La tesi del complotto, argomento forte nell’ambito della difesa Vaticana, emerge chiaramente nell’articolo pubblicato da La Stampa a firma Salvatore Izzo.
Tuttavia anche se di complotto si trattasse, un autorevole “mea culpa” del Pontefice avrebbe forse contribuito a tagliare la testa al toro e a sgonfiare il circo mediatico.
Un Papa poco comunicativo ed empatico
Certo non sarebbe stato facile per nessuno succedere al Pontificato di Papa Paolo Giovanni II. Ma nell’era dei Social Media e della comunicazione Papa Ratzinger appare troppo distante e freddo non solo da quanti hanno subito abusi in seno alla Chiesa ma anche dall’opinione pubblica in genere.
Certo il Papa è votato ad una missione più alta che sfugge alla maggior parte dell’opinione pubblica. Ma le parole profuse la domenica delle Palme dal Pontefice creano a mio avviso una distanza siderale e aprono dal punto di vista della comunicazione il fianco: “Gesù cammina avanti a noi, e va verso l’alto. Egli ci conduce verso ciò che è grande, puro, ci conduce verso l’aria salubre delle altezze: verso la vita secondo verità; verso il coraggio che non si lascia intimidire dal chiacchiericcio delle opinioni dominanti; verso la pazienza che sopporta e sostiene l’altro”.

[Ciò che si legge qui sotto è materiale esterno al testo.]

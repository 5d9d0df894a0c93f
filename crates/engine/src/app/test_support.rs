use std::collections::{BTreeMap, HashMap, HashSet};

use super::engine::{Collaborators, Engine, EngineConfig};
use super::{
    CurrentResource, Layer, MovementState, NetworkChannel, NetworkEvent, Node, NodeKey,
    PlayerCapabilities, PlayerId, PlayerState, Radar, RenderBackend, RenderPass,
    ResourceBundle, ResourceCapabilities, TerrainBand, Transform, Vec2, WorldObjectState,
};

pub(crate) const FLAT_TERRAIN_HEIGHT: f32 = 480.0;

pub(crate) type FlatTerrain = fn(f32, f32) -> f32;

pub(crate) type TestEngine =
    Engine<RecordingRenderer, RecordingNetwork, RecordingRadar, FlatTerrain>;

#[derive(Debug, Clone, PartialEq)]
pub(crate) enum RendererOp {
    Add(NodeKey),
    Remove(NodeKey),
    Transform(NodeKey),
    LabelText(NodeKey),
    Fire(NodeKey),
    Movement(NodeKey),
    Explode(NodeKey),
}

#[derive(Debug, Default)]
pub(crate) struct RecordingRenderer {
    pub(crate) nodes: BTreeMap<NodeKey, (Layer, Node)>,
    pub(crate) ops: Vec<RendererOp>,
    pub(crate) duplicate_adds: usize,
    pub(crate) hidden: HashSet<Layer>,
    pub(crate) anchor: Option<NodeKey>,
    pub(crate) exploded: Vec<NodeKey>,
    pub(crate) fires: HashMap<NodeKey, u32>,
    pub(crate) transforms: HashMap<NodeKey, Transform>,
    pub(crate) labels: HashMap<NodeKey, Vec<String>>,
    pub(crate) movement_states: HashMap<NodeKey, MovementState>,
    pub(crate) terrain_draws: Vec<(TerrainBand, f32)>,
    pub(crate) render_passes: Vec<RenderPass>,
    pub(crate) players_seen: Vec<usize>,
    pub(crate) damage_on_render: Option<(PlayerId, u32)>,
    pub(crate) dock_on_render: Option<CurrentResource>,
    pub(crate) radar_text_on_render: Option<String>,
}

impl RecordingRenderer {
    pub(crate) fn keys_in(&self, layer: Layer) -> Vec<NodeKey> {
        self.nodes
            .iter()
            .filter(|(_, (node_layer, _))| *node_layer == layer)
            .map(|(key, _)| key.clone())
            .collect()
    }

    pub(crate) fn node_count(&self, layer: Layer) -> usize {
        self.nodes
            .values()
            .filter(|(node_layer, _)| *node_layer == layer)
            .count()
    }

    pub(crate) fn transform_of(&self, key: &NodeKey) -> Option<Transform> {
        self.transforms.get(key).copied()
    }

    pub(crate) fn fire_count(&self, key: &NodeKey) -> u32 {
        self.fires.get(key).copied().unwrap_or(0)
    }

    pub(crate) fn total_fires(&self) -> u32 {
        self.fires.values().sum()
    }

    pub(crate) fn label_lines(&self, key: &NodeKey) -> Option<Vec<String>> {
        self.labels.get(key).cloned()
    }

    pub(crate) fn movement_state_of(&self, key: &NodeKey) -> Option<MovementState> {
        self.movement_states.get(key).copied()
    }
}

impl RenderBackend for RecordingRenderer {
    fn add_node(&mut self, layer: Layer, node: Node) {
        let key = node.key().clone();
        match &node {
            Node::Sprite(sprite) => {
                self.transforms.insert(
                    key.clone(),
                    Transform {
                        position: sprite.position,
                        rotation_radians: sprite.rotation_radians,
                    },
                );
            }
            Node::Player(player) => {
                self.transforms.insert(key.clone(), player.transform);
            }
            Node::Label(label) => {
                self.transforms.insert(
                    key.clone(),
                    Transform {
                        position: label.position,
                        rotation_radians: 0.0,
                    },
                );
                self.labels.insert(key.clone(), label.lines.clone());
            }
            Node::Terrain(_) => {}
        }
        if self.nodes.insert(key.clone(), (layer, node)).is_some() {
            self.duplicate_adds += 1;
        }
        self.ops.push(RendererOp::Add(key));
    }

    fn remove_node(&mut self, key: &NodeKey) -> bool {
        self.ops.push(RendererOp::Remove(key.clone()));
        self.transforms.remove(key);
        self.labels.remove(key);
        self.nodes.remove(key).is_some()
    }

    fn has_node(&self, key: &NodeKey) -> bool {
        self.nodes.contains_key(key)
    }

    fn transform_node(&mut self, key: &NodeKey, transform: Transform) {
        self.ops.push(RendererOp::Transform(key.clone()));
        self.transforms.insert(key.clone(), transform);
    }

    fn set_label_text(&mut self, key: &NodeKey, lines: &[String]) {
        self.ops.push(RendererOp::LabelText(key.clone()));
        self.labels.insert(key.clone(), lines.to_vec());
    }

    fn play_fire(&mut self, key: &NodeKey) {
        self.ops.push(RendererOp::Fire(key.clone()));
        *self.fires.entry(key.clone()).or_insert(0) += 1;
    }

    fn set_movement_state(&mut self, key: &NodeKey, state: MovementState) {
        self.ops.push(RendererOp::Movement(key.clone()));
        self.movement_states.insert(key.clone(), state);
    }

    fn explode(&mut self, key: &NodeKey) {
        self.ops.push(RendererOp::Explode(key.clone()));
        self.exploded.push(key.clone());
    }

    fn set_anchor(&mut self, key: &NodeKey) {
        self.anchor = Some(key.clone());
    }

    fn layer_hidden(&self, layer: Layer) -> bool {
        self.hidden.contains(&layer)
    }

    fn show_layer(&mut self, layer: Layer) {
        self.hidden.remove(&layer);
    }

    fn hide_layer(&mut self, layer: Layer) {
        self.hidden.insert(layer);
    }

    fn draw_terrain(&mut self, band: TerrainBand, offset: f32) {
        self.terrain_draws.push((band, offset));
    }

    fn render(
        &mut self,
        pass: RenderPass,
        players: &mut dyn PlayerCapabilities,
        resources: &mut dyn ResourceCapabilities,
    ) {
        self.render_passes.push(pass);
        self.players_seen.push(players.players().len());
        if let Some((id, magnitude)) = self.damage_on_render.take() {
            players.report_damage(&id, magnitude);
        }
        if let Some(resource) = self.dock_on_render.take() {
            resources.set_current_resource(Some(resource));
        }
        if let Some(text) = self.radar_text_on_render.take() {
            resources.set_radar_text(&text);
        }
    }
}

#[derive(Debug, Default)]
pub(crate) struct RecordingNetwork {
    pub(crate) sent: Vec<NetworkEvent>,
}

impl NetworkChannel for RecordingNetwork {
    fn emit(&mut self, event: NetworkEvent) {
        self.sent.push(event);
    }
}

#[derive(Debug, Default)]
pub(crate) struct RecordingRadar {
    pub(crate) players: Vec<PlayerState>,
    pub(crate) ships: Vec<WorldObjectState>,
    pub(crate) stations: Vec<WorldObjectState>,
    pub(crate) dots: Vec<(f32, f32)>,
    pub(crate) interrupt: bool,
    pub(crate) text: String,
}

impl Radar for RecordingRadar {
    fn set_players(&mut self, players: &[PlayerState]) {
        self.players = players.to_vec();
    }

    fn set_ships(&mut self, objects: &[WorldObjectState]) {
        self.ships = objects.to_vec();
    }

    fn set_recharge_stations(&mut self, stations: &[WorldObjectState]) {
        self.stations = stations.to_vec();
    }

    fn add_dot(&mut self, world_x: f32, local_player_x: f32) {
        self.dots.push((world_x, local_player_x));
    }

    fn interrupt(&self) -> bool {
        self.interrupt
    }

    fn set_interrupt(&mut self, interrupt: bool) {
        self.interrupt = interrupt;
    }

    fn text(&self) -> String {
        self.text.clone()
    }

    fn set_text(&mut self, text: &str) {
        self.text = text.to_string();
    }
}

fn flat_terrain(_world_x: f32, _camera_offset: f32) -> f32 {
    FLAT_TERRAIN_HEIGHT
}

pub(crate) fn test_engine() -> TestEngine {
    Engine::new(
        EngineConfig::default(),
        Collaborators {
            renderer: RecordingRenderer::default(),
            network: RecordingNetwork::default(),
            radar: RecordingRadar::default(),
            terrain: flat_terrain as FlatTerrain,
        },
    )
}

pub(crate) fn remote_player(id: &str, x: f32) -> PlayerState {
    PlayerState {
        id: PlayerId::from(id),
        name: id.to_string(),
        position: Vec2::new(x, 0.0),
        rotation: 0.0,
        velocity: Vec2::default(),
        health: 100.0,
        resources: ResourceBundle::default(),
        value: 0.0,
        fire: 0,
        movement_state: MovementState::Idle,
    }
}

pub(crate) fn local_player(x: f32) -> PlayerState {
    remote_player("me", x)
}

pub(crate) fn world_object(name: &str, x: f32) -> WorldObjectState {
    WorldObjectState {
        id: format!("{name}-id"),
        name: name.to_string(),
        x_position: x,
        resources: ResourceBundle::default(),
        player_name: None,
    }
}
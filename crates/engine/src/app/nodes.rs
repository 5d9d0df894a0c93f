use std::collections::hash_map::DefaultHasher;
use std::fmt;
use std::hash::{Hash, Hasher};

use super::coords::{world_to_screen_x, Viewport};
use super::{PlayerId, ResourceBundle, Vec2, WorldObjectState};

const STATION_LABEL_COLOR: [u8; 4] = [0xee, 0xed, 0xab, 0xff];
const SHIP_LABEL_COLOR: [u8; 4] = [0xab, 0xee, 0xab, 0xff];
const PLAYER_LABEL_COLOR: [u8; 4] = [0xee, 0xab, 0xab, 0xff];
const TILT_BASE_RADIANS: f32 = -0.5;
const TILT_SPREAD_RADIANS: f32 = 0.2;

#[derive(Debug, Clone, Copy, PartialEq, Eq, Hash)]
pub enum Layer {
    Terrain,
    Players,
    Resources,
    NameTags,
}

impl Layer {
    pub const fn name(self) -> &'static str {
        match self {
            Layer::Terrain => "Terrain",
            Layer::Players => "Players",
            Layer::Resources => "Resources",
            Layer::NameTags => "NameTags",
        }
    }
}

#[derive(Debug, Clone, PartialEq, Eq, Hash, PartialOrd, Ord)]
pub struct NodeKey(String);

impl NodeKey {
    pub fn world_object(category: ObjectCategory, name: &str) -> Self {
        Self(format!("{}-{name}", category.node_prefix()))
    }

    pub fn name_tag(name: &str) -> Self {
        Self(format!("{}-{name}", Layer::NameTags.name()))
    }

    pub fn player(id: &PlayerId) -> Self {
        Self(format!("{}-{id}", Layer::Players.name()))
    }

    pub fn terrain(band: TerrainBand) -> Self {
        Self(format!("{}-{}", Layer::Terrain.name(), band.name()))
    }

    pub fn as_str(&self) -> &str {
        &self.0
    }
}

impl fmt::Display for NodeKey {
    fn fmt(&self, f: &mut fmt::Formatter<'_>) -> fmt::Result {
        f.write_str(&self.0)
    }
}

#[derive(Debug, Clone, Copy, PartialEq, Eq, Hash)]
pub enum TerrainBand {
    Near,
    Far,
}

impl TerrainBand {
    pub const ALL: [TerrainBand; 2] = [TerrainBand::Near, TerrainBand::Far];

    pub const fn name(self) -> &'static str {
        match self {
            TerrainBand::Near => "near",
            TerrainBand::Far => "far",
        }
    }
}

#[derive(Debug, Clone, Copy, Default, PartialEq)]
pub struct Transform {
    pub position: Vec2,
    pub rotation_radians: f32,
}

#[derive(Debug, Clone, Copy, Default, PartialEq)]
pub struct Extent {
    pub w: f32,
    pub h: f32,
}

#[derive(Debug, Clone, PartialEq)]
pub struct SpriteNode {
    pub key: NodeKey,
    pub category: ObjectCategory,
    pub object_id: String,
    pub name: String,
    /// Server x of the object, before screen conversion.
    pub world_x: f32,
    pub sprite: &'static str,
    pub animated: bool,
    pub position: Vec2,
    pub hitbox: Extent,
    pub size: Option<Extent>,
    pub scale: f32,
    pub rotation_radians: f32,
    pub z_index: i32,
    pub resources: ResourceBundle,
}

#[derive(Debug, Clone, PartialEq)]
pub struct PlayerNode {
    pub key: NodeKey,
    pub id: PlayerId,
    pub display_name: String,
    pub transform: Transform,
    pub is_local: bool,
}

#[derive(Debug, Clone, PartialEq)]
pub struct LabelNode {
    pub key: NodeKey,
    pub color: [u8; 4],
    pub lines: Vec<String>,
    pub position: Vec2,
}

#[derive(Debug, Clone, PartialEq)]
pub struct TerrainNode {
    pub key: NodeKey,
    pub band: TerrainBand,
}

#[derive(Debug, Clone, PartialEq)]
pub enum Node {
    Sprite(SpriteNode),
    Player(PlayerNode),
    Label(LabelNode),
    Terrain(TerrainNode),
}

impl Node {
    pub fn key(&self) -> &NodeKey {
        match self {
            Node::Sprite(node) => &node.key,
            Node::Player(node) => &node.key,
            Node::Label(node) => &node.key,
            Node::Terrain(node) => &node.key,
        }
    }
}

#[derive(Debug, Clone, Copy, PartialEq, Eq, Hash)]
pub enum ObjectCategory {
    Stations,
    Ships,
    Wrecks,
}

impl ObjectCategory {
    pub const ALL: [ObjectCategory; 3] = [
        ObjectCategory::Stations,
        ObjectCategory::Ships,
        ObjectCategory::Wrecks,
    ];

    pub const fn node_prefix(self) -> &'static str {
        match self {
            ObjectCategory::Stations => "stations",
            ObjectCategory::Ships => "ships",
            ObjectCategory::Wrecks => "wrecks",
        }
    }

    pub fn style(self) -> &'static CategoryStyle {
        match self {
            ObjectCategory::Stations => &STATION_STYLE,
            ObjectCategory::Ships => &SHIP_STYLE,
            ObjectCategory::Wrecks => &WRECK_STYLE,
        }
    }
}

/// Fixed presentation parameters for one world-object category. Offsets are
/// relative to the screen x of the object and the sampled terrain height.
#[derive(Debug, Clone, PartialEq)]
pub struct CategoryStyle {
    pub sprite: &'static str,
    pub animated: bool,
    pub node_offset: Vec2,
    pub hitbox: Extent,
    pub size: Option<Extent>,
    pub scale: f32,
    pub z_index: i32,
    pub tilted: bool,
    pub label_color: [u8; 4],
    pub label_offset: Vec2,
}

const STATION_STYLE: CategoryStyle = CategoryStyle {
    sprite: "misc/recharge_station",
    animated: true,
    node_offset: Vec2::new(-60.0, -60.0),
    hitbox: Extent { w: 60.0, h: 60.0 },
    size: None,
    scale: 3.0,
    z_index: 11,
    tilted: false,
    label_color: STATION_LABEL_COLOR,
    label_offset: Vec2::new(60.0, -110.0),
};

const SHIP_STYLE: CategoryStyle = CategoryStyle {
    sprite: "misc/ships",
    animated: true,
    node_offset: Vec2::new(-300.0, -300.0),
    hitbox: Extent { w: 300.0, h: 300.0 },
    size: Some(Extent { w: 100.0, h: 100.0 }),
    scale: 5.0,
    z_index: 10,
    tilted: true,
    label_color: SHIP_LABEL_COLOR,
    label_offset: Vec2::new(30.0, -180.0),
};

const WRECK_STYLE: CategoryStyle = CategoryStyle {
    sprite: "drone/drone_3",
    animated: false,
    node_offset: Vec2::new(0.0, -20.0),
    hitbox: Extent { w: 0.0, h: 20.0 },
    size: Some(Extent { w: 0.0, h: 0.0 }),
    scale: 5.0,
    z_index: 10,
    tilted: true,
    label_color: SHIP_LABEL_COLOR,
    label_offset: Vec2::new(30.0, -150.0),
};

/// Builds the render and label node for one world object given the terrain
/// height sampled at its x position.
pub(crate) fn world_object_nodes(
    category: ObjectCategory,
    object: &WorldObjectState,
    terrain_height: f32,
    viewport: Viewport,
) -> (SpriteNode, LabelNode) {
    let style = category.style();
    let screen_x = world_to_screen_x(object.x_position, viewport);
    let rotation_radians = if style.tilted {
        tilt_for(&object.id)
    } else {
        0.0
    };

    let sprite = SpriteNode {
        key: NodeKey::world_object(category, &object.name),
        category,
        object_id: object.id.clone(),
        name: object.name.clone(),
        world_x: object.x_position,
        sprite: style.sprite,
        animated: style.animated,
        position: Vec2 {
            x: screen_x + style.node_offset.x,
            y: terrain_height + style.node_offset.y,
        },
        hitbox: style.hitbox,
        size: style.size,
        scale: style.scale,
        rotation_radians,
        z_index: style.z_index,
        resources: object.resources,
    };
    let label = LabelNode {
        key: NodeKey::name_tag(&object.name),
        color: style.label_color,
        lines: world_object_label_lines(object),
        position: Vec2 {
            x: screen_x + style.label_offset.x,
            y: terrain_height + style.label_offset.y,
        },
    };
    (sprite, label)
}

pub(crate) fn player_label(id: &PlayerId, name: &str, value: f32, position: Vec2) -> LabelNode {
    LabelNode {
        key: NodeKey::name_tag(id.as_str()),
        color: PLAYER_LABEL_COLOR,
        lines: player_label_lines(name, value),
        position,
    }
}

pub fn world_object_label_lines(object: &WorldObjectState) -> Vec<String> {
    vec![
        object.name.clone(),
        "{".to_string(),
        format!("Fuel: {}", object.resources.fuel),
        format!("W: {}", object.resources.w),
        "}".to_string(),
    ]
}

pub fn player_label_lines(name: &str, value: f32) -> Vec<String> {
    vec![
        name.to_string(),
        "{".to_string(),
        format!("Value: {value}"),
        "}".to_string(),
    ]
}

/// Tilt in `[-0.5, -0.3)` radians, stable for a given object id so that a
/// re-pushed ship does not visibly jump.
fn tilt_for(object_id: &str) -> f32 {
    let mut hasher = DefaultHasher::new();
    object_id.hash(&mut hasher);
    let jitter = (hasher.finish() % 10_000) as f32 / 10_000.0;
    TILT_BASE_RADIANS + jitter * TILT_SPREAD_RADIANS
}

#[cfg(test)]
mod tests {
    use super::*;

    fn station(name: &str, x: f32) -> WorldObjectState {
        WorldObjectState {
            id: format!("id-{name}"),
            name: name.to_string(),
            x_position: x,
            resources: ResourceBundle {
                fuel: 40.0,
                w: 7.0,
                scrap: 0.0,
            },
            player_name: None,
        }
    }

    #[test]
    fn keys_use_category_and_layer_prefixes() {
        assert_eq!(
            NodeKey::world_object(ObjectCategory::Stations, "A").as_str(),
            "stations-A"
        );
        assert_eq!(NodeKey::name_tag("A").as_str(), "NameTags-A");
        assert_eq!(NodeKey::player(&PlayerId::from("me")).as_str(), "Players-me");
        assert_eq!(NodeKey::terrain(TerrainBand::Far).as_str(), "Terrain-far");
    }

    #[test]
    fn station_nodes_follow_style_offsets() {
        let viewport = Viewport {
            width: 800,
            height: 600,
        };
        let (sprite, label) =
            world_object_nodes(ObjectCategory::Stations, &station("A", 100.0), 300.0, viewport);

        assert_eq!(sprite.position, Vec2::new(440.0, 240.0));
        assert_eq!(sprite.rotation_radians, 0.0);
        assert_eq!(sprite.z_index, 11);
        assert_eq!(label.position, Vec2::new(560.0, 190.0));
        assert_eq!(label.lines, vec!["A", "{", "Fuel: 40", "W: 7", "}"]);
    }

    #[test]
    fn ship_tilt_is_stable_and_in_range() {
        let viewport = Viewport::default();
        let ship = station("S", 0.0);
        let (first, _) = world_object_nodes(ObjectCategory::Ships, &ship, 0.0, viewport);
        let (second, _) = world_object_nodes(ObjectCategory::Ships, &ship, 0.0, viewport);

        assert_eq!(first.rotation_radians, second.rotation_radians);
        assert!(first.rotation_radians >= -0.5 && first.rotation_radians < -0.3);
    }

    #[test]
    fn player_label_shows_value() {
        assert_eq!(
            player_label_lines("Xeno", 12.0),
            vec!["Xeno", "{", "Value: 12", "}"]
        );
    }
}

Non devono quindi sorprendere le reazioni dei media internazionali a quello che viene interpretato come un tentativo di minimizzare la portata della vicenda.
E’ inoltre bene ricordare che nella comunicazione di crisi il “rumore di sottofondo” deve essere comunque gestito e se possiamo accettare che il Papa viva – come sottolinea John Allen citato dall’FT – in un’altra dimensione, lontano dalla tempesta che ha intorno a sé, ci aspettiamo invece un’azione più incisiva da parte di quanti sono chiamati a gestire la comunicazione del Pontefice e del Vaticano.
L’empatia è un altro elemento fondamentale della gestione di crisi. Anche in questo caso mi sembra un elemento assente nella strategia di comunicazione adottata dal Vaticano.
Joaquìn Navarro Vals vs Padre Federico Lombardi
Pur non essendo un vaticanista mi sembra che la scelta di Papa Benedetto XVI di affidare la sala stampa e quindi la sua comunicazione al Gesuita Padre Federico Lombardi non sia stata una delle scelte più azzeccate del suo Pontificato soprattutto se confrontato con il suo predecessore Joaquín Navarro-Valls. Non solo stili ma anche una visione del mondo e un respiro internazionale profondamente diversi. In una situazione come quella in corso, il consiglio di un portavoce laico, “esterno” alle logiche Vaticane sarebbe forse stato più utile per fronteggiare efficacemente una crisi che è fondamentalmente internazionale.
I costi della crisi
Ogni crisi ha un costo e il conto di quella Vaticana rischia di essere salato. Secondo l’autorevole quotidiano britannico lo scandalo pedofilia è già costato alle diocesi nord americane 1,1 milardi di dollari in risarcimenti. In un sondaggio condotto da Stern in Germania e citato dall’FT, quasi un quinto dei cattolici del paese (25M) si sono dichiarati incerti sul loro futuro in seno alla Chiesa Cattolica. Sempre secondo l’FT i vertici della Chiesa in Irlanda sarebbero a rischio “implosione”.
Incalcolabili invece al momento i costi in termini di credibilità e future vocazioni.